No phone calls, please.
It’s the classic request of the non-committal potential employer, but increasingly, it’s the request of all of us. USA Today, equipped with data from the Internet phone company Vonage, reports that voicemail messages are in decline. For Vonage, the number of voicemail messages dipped 8%, comparing July 2012 figures to July 2011’s.
And leaving voicemails was just the beginning of it. Even fewer people could be bothered to check such messages. In the same yearlong period, retrieved voicemail plummeted 14%.
USA Today ascribes the change to the rise of texting, instant chat, and transcription apps, and that more or less resonates with me. I can attest that in my own life, my voicemail usage has plummeted precipitously. I’d roughly estimate that in the last three years or so, my usage has halved.
There are a number of factors to consider here. For my public-facing phone number, most frequently called by PR reps and other people I don’t know personally, I use a Google Voice number that does not push to my cell phone. I receive an email when someone leaves a message on this number, together with a transcribed version of the message. Often even a mediocre transcription is sufficient for me to make a quick decision about whether or not I actually need to listen to the message.
On my personal number, the person who leaves me the most phone messages is my mother. Because, as she says, she is wont to forget things unless she acts on them the moment they’re in her brain, she’ll often call me from her car, reminding me of a train ticket I ought to buy, or of a family member’s approaching birthday. But since my mother’s brain isn’t as foggy as she claims, I know that more often than not she’ll send me an email repeating the information not long after–so I rarely (sorry, Mom!) check those voice messages.
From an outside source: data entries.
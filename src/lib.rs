//! Driftsync: declarative reconciliation of remote cloud resources
//!
//! This crate converges remote resources — managed filesystem mount
//! targets and CDN services — to a desired state described in a manifest.
//! Reconcilers consume provider capabilities through traits; HTTP clients
//! for the two provider APIs live in [`provider`].

pub mod config;
pub mod error;
pub mod manifest;
pub mod provider;
pub mod reconcile;
pub mod spec;
pub mod telemetry;

pub use crate::error::{Error, Result};
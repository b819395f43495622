//! Tracing subscriber setup for the CLI

use tracing::Level;
use tracing_subscriber::{fmt, prelude::*, EnvFilter};

/// Initialize logging
///
/// The filter comes from `RUST_LOG`, defaulting to `info`. With `json`
/// set, log lines are emitted as JSON objects for machine consumption.
pub fn init_tracing(json: bool) {
    let env_filter = EnvFilter::builder()
        .with_default_directive(Level::INFO.into())
        .from_env_lossy();

    let registry = tracing_subscriber::registry().with(env_filter);

    if json {
        registry.with(fmt::layer().json().with_target(true)).init();
    } else {
        registry.with(fmt::layer().with_target(true)).init();
    }
}
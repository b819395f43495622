//! Provider capability consumed by the reconcilers
//!
//! The traits here are the only provider surface the reconcilers see.
//! HTTP implementations live in the sibling modules; tests substitute
//! in-memory fakes.

mod cdn;
mod filestore;

pub use cdn::CdnApiClient;
pub use filestore::FilestoreApiClient;

use async_trait::async_trait;
use chrono::{DateTime, Utc};
use serde::{Deserialize, Serialize};

use crate::error::Result;
use crate::spec::BackendSpec;

/// Current attributes of a mount target as last observed from the provider
#[derive(Clone, Debug, PartialEq, Eq, Serialize, Deserialize)]
#[serde(rename_all = "camelCase")]
pub struct MountTargetHandle {
    pub id: String,
    pub filesystem_id: String,
    pub subnet_id: String,
    #[serde(skip_serializing_if = "Option::is_none")]
    pub ip_address: Option<String>,
    #[serde(default, skip_serializing_if = "Vec::is_empty")]
    pub security_group_ids: Vec<String>,
    /// Provider-side lifecycle phase (e.g. "creating", "available")
    #[serde(skip_serializing_if = "Option::is_none")]
    pub lifecycle_state: Option<String>,
}

/// Creation attributes for a mount target
#[derive(Clone, Debug, Serialize)]
#[serde(rename_all = "camelCase")]
pub struct CreateMountTarget {
    pub filesystem_id: String,
    pub subnet_id: String,
    #[serde(skip_serializing_if = "Option::is_none")]
    pub ip_address: Option<String>,
    #[serde(skip_serializing_if = "Option::is_none")]
    pub security_group_ids: Option<Vec<String>>,
}

/// A CDN service as observed from the provider
///
/// Domains and backends reflect the active version's configuration.
#[derive(Clone, Debug, PartialEq, Serialize, Deserialize)]
#[serde(rename_all = "camelCase")]
pub struct ServiceHandle {
    pub id: String,
    pub name: String,
    #[serde(skip_serializing_if = "Option::is_none")]
    pub active_version: Option<u32>,
    #[serde(default, skip_serializing_if = "Vec::is_empty")]
    pub domains: Vec<String>,
    #[serde(default, skip_serializing_if = "Vec::is_empty")]
    pub backends: Vec<BackendSpec>,
    #[serde(skip_serializing_if = "Option::is_none")]
    pub created_at: Option<DateTime<Utc>>,
}

/// Account owning newly created services
#[derive(Clone, Debug, PartialEq, Eq, Serialize, Deserialize)]
#[serde(rename_all = "camelCase")]
pub struct AccountHandle {
    pub id: String,
    #[serde(skip_serializing_if = "Option::is_none")]
    pub name: Option<String>,
}

/// A draft configuration version of a CDN service
#[derive(Clone, Copy, Debug, PartialEq, Eq, Serialize, Deserialize)]
#[serde(rename_all = "camelCase")]
pub struct VersionHandle {
    pub number: u32,
    #[serde(default)]
    pub active: bool,
}

/// Provider capability for filesystem mount targets
#[async_trait]
pub trait MountTargetProvider {
    /// Create a fresh mount target from creation attributes
    async fn create_mount_target(&self, params: &CreateMountTarget) -> Result<MountTargetHandle>;

    /// Delete a mount target by id; `Error::NotFound` when it is already gone
    async fn delete_mount_target(&self, mount_target_id: &str) -> Result<()>;
}

/// Provider capability for CDN services
#[async_trait]
pub trait CdnProvider {
    /// Resolve a service by name; `Ok(None)` when it does not exist
    async fn find_service_by_name(&self, name: &str) -> Result<Option<ServiceHandle>>;

    /// Account the authenticated credentials belong to
    async fn current_account(&self) -> Result<AccountHandle>;

    async fn create_service(&self, account_id: &str, name: &str) -> Result<ServiceHandle>;

    async fn delete_service(&self, service_id: &str) -> Result<()>;

    /// Open a new mutable version of the service
    async fn create_version(&self, service_id: &str) -> Result<VersionHandle>;

    async fn create_domain(&self, service_id: &str, version: u32, domain: &str) -> Result<()>;

    async fn create_backend(
        &self,
        service_id: &str,
        version: u32,
        backend: &BackendSpec,
    ) -> Result<()>;

    /// Make the given version the live configuration
    async fn activate_version(&self, service_id: &str, version: u32) -> Result<()>;
}
use std::path::PathBuf;

use clap::{Parser, Subcommand};
use serde_json::json;
use tracing::{error, info};

use driftsync::config::ProviderConfig;
use driftsync::manifest::{CdnServiceEntry, Manifest, MountTargetEntry};
use driftsync::provider::{CdnApiClient, FilestoreApiClient};
use driftsync::reconcile::{reconcile_cdn_service, reconcile_mount_target, Reconciliation};
use driftsync::Error;

#[derive(Parser, Debug)]
#[command(author, version, about, long_about = None)]
struct Args {
    #[command(subcommand)]
    command: Commands,
}

#[derive(Subcommand, Debug)]
enum Commands {
    /// Converge the resources in a manifest to their desired state
    Apply(ApplyArgs),
    /// Show version information
    Version,
}

#[derive(Parser, Debug)]
struct ApplyArgs {
    /// Path to the desired-state manifest (YAML)
    #[arg(long, short = 'f')]
    file: PathBuf,

    /// Base URL of the filesystem provider API
    #[arg(long, env = "FILESTORE_ENDPOINT")]
    filestore_endpoint: Option<String>,

    /// API token for the filesystem provider
    #[arg(long, env = "FILESTORE_API_TOKEN", hide_env_values = true)]
    filestore_api_token: Option<String>,

    /// Base URL of the CDN provider API
    #[arg(long, env = "CDN_ENDPOINT")]
    cdn_endpoint: Option<String>,

    /// API token for the CDN provider
    #[arg(long, env = "CDN_API_TOKEN", hide_env_values = true)]
    cdn_api_token: Option<String>,

    /// Emit logs as JSON
    #[arg(long, env = "LOG_JSON")]
    log_json: bool,
}

#[tokio::main]
async fn main() -> Result<(), Error> {
    let args = Args::parse();

    match args.command {
        Commands::Version => {
            println!("driftsync v{}", env!("CARGO_PKG_VERSION"));
            Ok(())
        }
        Commands::Apply(apply_args) => run_apply(apply_args).await,
    }
}

async fn run_apply(args: ApplyArgs) -> Result<(), Error> {
    driftsync::telemetry::init_tracing(args.log_json);

    let manifest = Manifest::from_path(&args.file)?;
    if manifest.is_empty() {
        info!("Manifest {} contains no resources", args.file.display());
        return Ok(());
    }

    // Clients are constructed, and credentials validated, before any
    // resource of their kind is touched.
    let filestore = if manifest.mount_targets.is_empty() {
        None
    } else {
        Some(filestore_client(&args)?)
    };
    let cdn = if manifest.cdn_services.is_empty() {
        None
    } else {
        Some(cdn_client(&args)?)
    };

    if let Some(client) = &filestore {
        for entry in &manifest.mount_targets {
            apply_mount_target(entry, client).await?;
        }
    }
    if let Some(client) = &cdn {
        for entry in &manifest.cdn_services {
            apply_cdn_service(entry, client).await?;
        }
    }

    Ok(())
}

async fn apply_mount_target(entry: &MountTargetEntry, client: &FilestoreApiClient) -> Result<(), Error> {
    match reconcile_mount_target(entry.state, &entry.spec, client).await {
        Ok(result) => report("mountTarget", &result),
        Err(e) => {
            error!("Mount target reconciliation failed: {}", e);
            report_failure("mountTarget", &e)?;
            Err(e)
        }
    }
}

async fn apply_cdn_service(entry: &CdnServiceEntry, client: &CdnApiClient) -> Result<(), Error> {
    match reconcile_cdn_service(entry.state, &entry.spec, client).await {
        Ok(result) => report("cdnService", &result),
        Err(e) => {
            error!("CDN service {} reconciliation failed: {}", entry.spec.name, e);
            report_failure("cdnService", &e)?;
            Err(e)
        }
    }
}

/// Print a per-resource result envelope on stdout
fn report<H: serde::Serialize>(kind: &str, result: &Reconciliation<H>) -> Result<(), Error> {
    let envelope = json!({
        "kind": kind,
        "changed": result.changed,
        "resource": result.resource,
    });
    println!("{}", serde_json::to_string(&envelope)?);
    Ok(())
}

fn report_failure(kind: &str, error: &Error) -> Result<(), Error> {
    let envelope = json!({
        "kind": kind,
        "failed": true,
        "msg": error.to_string(),
    });
    println!("{}", serde_json::to_string(&envelope)?);
    Ok(())
}

fn filestore_client(args: &ApplyArgs) -> Result<FilestoreApiClient, Error> {
    let endpoint = args.filestore_endpoint.clone().ok_or_else(|| {
        Error::ConfigError(
            "--filestore-endpoint is required when the manifest contains mount targets"
                .to_string(),
        )
    })?;
    let token = args.filestore_api_token.clone().ok_or_else(|| {
        Error::AuthError(
            "--filestore-api-token is required when the manifest contains mount targets"
                .to_string(),
        )
    })?;
    FilestoreApiClient::new(&ProviderConfig::new(endpoint, token))
}

fn cdn_client(args: &ApplyArgs) -> Result<CdnApiClient, Error> {
    let endpoint = args.cdn_endpoint.clone().ok_or_else(|| {
        Error::ConfigError(
            "--cdn-endpoint is required when the manifest contains CDN services".to_string(),
        )
    })?;
    let token = args.cdn_api_token.clone().ok_or_else(|| {
        Error::AuthError(
            "--cdn-api-token is required when the manifest contains CDN services".to_string(),
        )
    })?;
    CdnApiClient::new(&ProviderConfig::new(endpoint, token))
}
For most other people who know me personally, they’re much more likely to send a text message or an email. Some argue that the rise of texting and messaging betokens an era where people aren’t as good at communicating face-to-face. There may be some truth to that, but in the case of myself and my friends, I think we simply prefer texting and email because it’s more efficient–you can send a message when it suits you and respond to a message when it suits you. A phone call (which, remember, is the precursor to a voicemail) feels like an interruption–often because it is. The truth is, when I’m not reporting or dealing with something very time-sensitive, I hardly make phone calls at all anymore.
I wonder, though, how many of my practices are generational–a man I spoke with who founded a startup that can simulate the voices of loved ones got the idea when his son stopped answering his calls–or how many of them are specific to the life of a journalist, or the life of someone living in New York. How do you use voicemail these days, if at all?